Lightfoot says,-“What will I,” seems to be used after the manner of the schools, where “What do I say” is the same with “I do say this;” and “What do I decree,” the same with, “I do decree this.” So, “What will I” is the same with “This I will.” The meaning is, “This I will, that it be already kindled.”
v50.-[A baptism.] This baptism is plainly not that of water, nor that of the Holy Ghost, but the baptism of suffering. It is the same baptism of which our Lord said to James and John, “Ye shall be baptized with the baptism that I am baptized with.” (Mar 10:39.)
The expression is one of those which shows the wisdom of our translators of the Bible in adhering to the word “baptism,” and not rendering it either “immersion,” or “sprinkling.”
The effect of either of these words in the present verse, instead of “baptism,” needs only to be tried. Few would like to substitute for our present translation, “I have an immersion to be immersed with;” or, “I have a sprinkling to be sprinkled with.”

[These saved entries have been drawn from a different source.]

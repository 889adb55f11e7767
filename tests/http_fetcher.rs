//! Tests for `HttpFetcher` against a local mock server: request shape,
//! error truncation, and a full Edit command over the wire.

mod test_utils;

use keyrelay::config::{Config, NetworkConfig};
use keyrelay::error::ShortcutError;
use keyrelay::fragment::{FragmentKind, FragmentRequest};
use keyrelay::host::{HostAction, MemoryHost};
use keyrelay::net::{FragmentFetcher, HttpFetcher, SCRIPT_ACCEPT};
use keyrelay::session::Session;
use keyrelay::shortcuts::{CommandId, Verdict};
use pretty_assertions::assert_eq;
use test_utils::*;
use wiremock::matchers::{header, method, path};
use wiremock::{Mock, MockServer, ResponseTemplate};

fn network(server: &MockServer) -> NetworkConfig {
    NetworkConfig {
        base_url: server.uri(),
        timeout_secs: 5,
    }
}

fn edit_request(token: Option<&str>) -> FragmentRequest {
    FragmentRequest {
        kind: FragmentKind::Edit,
        href: "/x/edit.dialog".to_string(),
        csrf_token: token.map(str::to_string),
    }
}

// ============================================================================
// Request shape
// ============================================================================

#[tokio::test]
async fn test_fetch_sends_ajax_headers_and_token() {
    let server = MockServer::start().await;
    Mock::given(method("GET"))
        .and(path("/x/edit.dialog"))
        .and(header("X-Requested-With", "XMLHttpRequest"))
        .and(header("X-CSRF-Token", "tok"))
        .and(header("Accept", SCRIPT_ACCEPT))
        .respond_with(ResponseTemplate::new(200).set_body_string("dialogBox.open()"))
        .expect(1)
        .mount(&server)
        .await;

    let fetcher = HttpFetcher::new(&network(&server)).unwrap();
    let body = fetcher.fetch(&edit_request(Some("tok"))).await.unwrap();

    assert_eq!(body, "dialogBox.open()");
}

#[tokio::test]
async fn test_fetch_without_token_omits_header() {
    let server = MockServer::start().await;
    Mock::given(method("GET"))
        .and(path("/x/edit.dialog"))
        .respond_with(ResponseTemplate::new(200).set_body_string("ok"))
        .mount(&server)
        .await;

    let fetcher = HttpFetcher::new(&network(&server)).unwrap();
    fetcher.fetch(&edit_request(None)).await.unwrap();

    let received = server.received_requests().await.unwrap();
    assert_eq!(received.len(), 1);
    assert!(!received[0].headers.contains_key("x-csrf-token"));
}

// ============================================================================
// Failures
// ============================================================================

#[tokio::test]
async fn test_server_error_body_is_truncated() {
    let server = MockServer::start().await;
    Mock::given(method("GET"))
        .and(path("/x/edit.dialog"))
        .respond_with(ResponseTemplate::new(500).set_body_string("x".repeat(450)))
        .mount(&server)
        .await;

    let fetcher = HttpFetcher::new(&network(&server)).unwrap();
    let err = fetcher.fetch(&edit_request(Some("tok"))).await.unwrap_err();

    assert_eq!(
        err,
        ShortcutError::Remote {
            action: "Edit",
            reason: format!("HTTP 500 Internal Server Error :: {}", "x".repeat(200)),
        }
    );
}

#[tokio::test]
async fn test_cross_origin_href_never_reaches_server() {
    let server = MockServer::start().await;
    let fetcher = HttpFetcher::new(&network(&server)).unwrap();

    let request = FragmentRequest {
        href: "https://example.com/x/edit.dialog".to_string(),
        ..edit_request(None)
    };
    let err = fetcher.fetch(&request).await.unwrap_err();

    assert!(matches!(err, ShortcutError::Remote { action: "Edit", .. }));
    assert!(server.received_requests().await.unwrap().is_empty());
}

// ============================================================================
// Whole command over the wire
// ============================================================================

#[tokio::test]
async fn test_edit_command_runs_served_script() {
    let server = MockServer::start().await;
    Mock::given(method("GET"))
        .and(path("/x/edit.dialog"))
        .and(header("X-CSRF-Token", "tok-9"))
        .respond_with(ResponseTemplate::new(200).set_body_string("dialogBox.open()"))
        .expect(1)
        .mount(&server)
        .await;

    let mut host = MemoryHost::new().with_platform("MacIntel");
    host.modal_constructor = true;
    host.meta.insert("csrf-token".to_string(), "tok-9".to_string());
    let (dialog, _) = add_dialog(&mut host, "Visit");
    add_actions_button(
        &mut host,
        dialog,
        &[r#"<a href="/x/edit.dialog">Edit</a>"#],
    );

    let config = Config {
        network: network(&server),
        ..Config::default()
    };
    let fetcher = HttpFetcher::new(&config.network).unwrap();
    let mut session = Session::new(host, fetcher, &config);

    let verdict = session.key(&cmd_ctrl("KeyE")).await;

    assert_eq!(verdict, Verdict::Handled(CommandId::OpenEditDialog));
    assert_eq!(
        session.host().actions,
        vec![HostAction::ExecuteScript("dialogBox.open()".to_string())]
    );
}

[How am I straitened.] The Greek word so translated is the same that is rendered in Act 18:5, “pressed;” and in 2Co 5:14, “constrains.” It is supposed by some that the feeling our Lord meant to express, was that of pain and distress in the prospect of His coming sufferings and crucifixion. This is the opinion of Stier. It seems, however, highly improbable.-It is supposed by others that the expression is like Joh 12:27, and Luk 22:42, and is meant to imply the conflict between our Lord’s human will, which naturally shrunk from suffering, and His divine will, which was set on accomplishing the work He came to do. This opinion is supported by many. Yet it does not seem quite to harmonize with the context, and is not altogether satisfactory.-The most probable view appears to be that which I have ventured to maintain in the exposition. The expression, “I am straitened,” was intended to show us the burning desire by which our Lord was constrained to accomplish the work of our redemption. It is like the saying, “With desire I have desired to eat the passover with you.” Theophylact and Euthymius both support this view.
v51.-[Nay; but rather division, &c.] The words of Burkitt on this passage are worth reading: “Our Saviour declares what will be the accidental event and effect, but not the natural tendency of His religion. We must distinguish between the intentional aim of Christ’s coming, and the accidental event of it. Christ’s intentional aim was to plant, propagate, and promote peace in the world. But through the lust and corruption of man’s nature, the issue and event of His coming is war and division; not that these are the genuine and natural fruits of the Gospel, but occasional and accidental only.”
v52.-[Five in one house divided, &c.] The expression in this and the following verse must not be pressed too literally. In some houses there are not five persons. In others there are many more than five.-In some families, where the work of conversion begins, the father and son are entirely of one mind, and so also are the mother and daughter.-The expressions are manifestly proverbial. The plain lesson they are meant to convey is this, that the Gospel will often produce divisions in families, and that even two persons who are most nearly related, may become estranged from one another, in consequence of one ‘being converted and the other not. That this is constantly the case, is well known to all who know anything of true religion. Few believers can look round the circle of their relatives and acquaintances, and not see striking illustrations of the truth of our Lord’s prophecy in this passage. Melancholy as it seems, it is a fact that nothing annoys some persons so much as the conversion of their relatives.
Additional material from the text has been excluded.